Under these standards, "a federal habeas court may not issue the writ simply because that court concludes in its independent judgment that the relevant state-court decision applied clearly established federal law erroneously or incorrectly. Rather, that application must also be unreasonable." Id. at 411. "Objectively unreasonable," however, is different from "clear error." Lockyer v. Andrade, 538 U.S. 63, 75 (2003) (stating that "[t]he gloss of clear error fails to give proper deference to state courts by conflating error (even clear error) with unreasonableness" (citations omitted)). Thus, federal habeas relief is precluded "so long as 'fairminded jurists could disagree' on the correctness of the state court's decision." Harrington v. Richter, 562 U.S. 86 (2011) (quotation omitted); see also White v.
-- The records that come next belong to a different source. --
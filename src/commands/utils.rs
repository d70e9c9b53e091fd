use crate::output::read_records;
use crate::parser::fields::{
    FieldLayout, Source, ACCESS_LAYOUT, ALLOCATION_LAYOUT, FREE_LAYOUT, FUNCTION_LAYOUT,
};
use crate::utils::config::PLACEHOLDER;
use anyhow::{Context, Result};
use std::collections::BTreeMap;
use std::path::Path;

/// Validate a JSON Lines record file
///
/// # Returns
/// Record counts keyed by `event`
pub fn validate_records_file(file_path: &Path) -> Result<BTreeMap<String, usize>> {
    println!("Validating records: {}", file_path.display());

    let records = read_records(file_path)
        .with_context(|| format!("Invalid record file {}", file_path.display()))?;

    let mut by_event: BTreeMap<String, usize> = BTreeMap::new();
    for record in &records {
        *by_event.entry(record.event().to_string()).or_insert(0) += 1;
    }

    println!("✓ Valid record file");
    println!("  Records: {}", records.len());
    for (event, count) in &by_event {
        println!("  {}: {}", event, count);
    }

    Ok(by_event)
}

/// Display the line grammar and output keys of every record kind
pub fn display_schema(show_details: bool) {
    println!("Memtracker Record Schema");
    println!("Missing fields are written as \"{}\"", PLACEHOLDER);
    println!();

    if show_details {
        print_layout("alloc:", &ALLOCATION_LAYOUT);
        print_layout("read: / write:", &ACCESS_LAYOUT);
        print_layout("function-begin / function-end", &FUNCTION_LAYOUT);
        print_layout("implicit-free", &FREE_LAYOUT);
    } else {
        println!("Use --show for detailed schema information");
    }
}

fn print_layout<const N: usize>(prefix: &str, layout: &FieldLayout<N>) {
    println!("{} ({})", prefix, layout.kind);
    for (index, spec) in layout.fields.iter().enumerate() {
        let source = match spec.source {
            Source::Keyword => "keyword".to_string(),
            Source::Token(position) => format!("token {}", position),
        };
        let mut notes = Vec::new();
        if index < layout.required {
            notes.push("required");
        }
        if layout.tail == Some(index) {
            notes.push("absorbs remaining tokens");
        }
        if notes.is_empty() {
            println!("  {:<16} {}", spec.name, source);
        } else {
            println!("  {:<16} {:<10} {}", spec.name, source, notes.join(", "));
        }
    }
    println!();
}

/// Display version information
pub fn display_version() {
    println!("memtrace2json v{}", env!("CARGO_PKG_VERSION"));
    println!();
    println!("Converts memtracker pintool traces into JSON Lines event records.");
}
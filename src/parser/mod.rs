//! Trace line parsing and record definitions.
//!
//! This module handles:
//! - Classifying raw memtracker lines by prefix
//! - Filtering instrumentation noise
//! - Extracting positional fields with placeholder fallback
//! - Defining the output records

pub mod fields;
pub mod line;
pub mod schema;

// Re-export main types
pub use fields::{FieldLayout, FieldSpec, Source};
pub use line::{classify, parse_line, Classification, LineKind, LineOutcome};
pub use schema::{Access, Allocation, Field, Free, FunctionEvent, Record};
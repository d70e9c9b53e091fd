//! Line classification and dispatch.
//!
//! Decides whether a raw trace line is kept, which record kind it encodes,
//! and hands it to the matching extractor.

use super::fields::{extract_access, extract_allocation, extract_free, extract_function};
use super::schema::Record;
use crate::utils::config::{
    ALLOC_PREFIX, FREE_PREFIX, FUNCTION_BEGIN_PREFIX, FUNCTION_END_PREFIX, NOISE_MARKERS,
    READ_PREFIX, WRITE_PREFIX,
};
use crate::utils::error::ParseError;

/// Record kind encoded by a trace line
#[derive(Debug, Clone, Copy, PartialEq, Eq, Hash)]
pub enum LineKind {
    Allocation,
    Access,
    Function,
    Free,
}

/// Prefix table, checked in order; the first match wins
const PREFIXES: &[(&str, LineKind)] = &[
    (ALLOC_PREFIX, LineKind::Allocation),
    (READ_PREFIX, LineKind::Access),
    (WRITE_PREFIX, LineKind::Access),
    (FUNCTION_BEGIN_PREFIX, LineKind::Function),
    (FUNCTION_END_PREFIX, LineKind::Function),
    (FREE_PREFIX, LineKind::Free),
];

/// Result of classifying one raw line
#[derive(Debug, Clone, Copy, PartialEq, Eq)]
pub enum Classification<'a> {
    /// Dropped by the `.plt` / `.text` filter
    Noise,
    /// No known prefix
    Unrecognized,
    /// Known kind, with trailing whitespace already stripped
    Kind(LineKind, &'a str),
}

/// What a single line turned into
#[derive(Debug, Clone, PartialEq, Eq)]
pub enum LineOutcome {
    Record(Record),
    Filtered,
    Unrecognized,
}

/// Check whether a line references instrumentation-internal sections
pub fn is_noise(line: &str) -> bool {
    NOISE_MARKERS.iter().any(|marker| line.contains(marker))
}

/// Classify a raw trace line
///
/// **Public** - used by the pipelines and tests
///
/// The noise filter runs on the raw line; prefix matching is case-sensitive
/// and runs on the line with trailing whitespace removed.
pub fn classify(line: &str, keep_noise: bool) -> Classification<'_> {
    if !keep_noise && is_noise(line) {
        return Classification::Noise;
    }

    let line = line.trim_end();

    PREFIXES
        .iter()
        .find(|(prefix, _)| line.starts_with(prefix))
        .map(|(_, kind)| Classification::Kind(*kind, line))
        .unwrap_or(Classification::Unrecognized)
}

/// Classify a line and extract its record
///
/// **Public** - main entry point for per-line conversion
///
/// # Arguments
/// * `line` - Raw trace line, with or without its newline
/// * `keep_noise` - Keep lines mentioning `.plt` / `.text`
///
/// # Errors
/// * `ParseError::MissingRequiredField` - an `implicit-free` line without its address
pub fn parse_line(line: &str, keep_noise: bool) -> Result<LineOutcome, ParseError> {
    let record = match classify(line, keep_noise) {
        Classification::Noise => return Ok(LineOutcome::Filtered),
        Classification::Unrecognized => return Ok(LineOutcome::Unrecognized),
        Classification::Kind(LineKind::Allocation, line) => {
            Record::Allocation(extract_allocation(line)?)
        }
        Classification::Kind(LineKind::Access, line) => Record::Access(extract_access(line)?),
        Classification::Kind(LineKind::Function, line) => {
            Record::Function(extract_function(line)?)
        }
        Classification::Kind(LineKind::Free, line) => Record::Free(extract_free(line)?),
    };

    Ok(LineOutcome::Record(record))
}
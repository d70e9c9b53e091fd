use std::sync::atomic::{AtomicBool, Ordering::SeqCst};
use std::sync::Arc;

/// Shared flag checked once per line by every pipeline and worker
#[derive(Clone, Debug)]
pub struct CancellationToken(Arc<AtomicBool>);

impl CancellationToken {
    pub fn new() -> Self {
        CancellationToken(Arc::new(AtomicBool::new(false)))
    }

    pub fn cancel(&self) {
        self.0.store(true, SeqCst);
    }

    pub fn is_cancelled(&self) -> bool {
        self.0.load(SeqCst)
    }
}

impl Default for CancellationToken {
    fn default() -> Self {
        Self::new()
    }
}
Woodall, 134 S. Ct. 1697, 1702 (2014) (stating that a "'state prisoner must show that the state court's ruling on the claim being presented in federal court was so lacking in justification that there was an error well understood and comprehended in existing law beyond any possibility for fairminded disagreement'" (quotation omitted)). "This is a 'difficult to meet,' . . ., and 'highly deferential standard for evaluating state-court rulings, which demands that state-court decisions be given the benefit of the doubt,' . . . ." Cullen v. Pinholster, 563 U.S. 170, ___, 131 S. Ct. at 1398 (2011) (internal citations omitted).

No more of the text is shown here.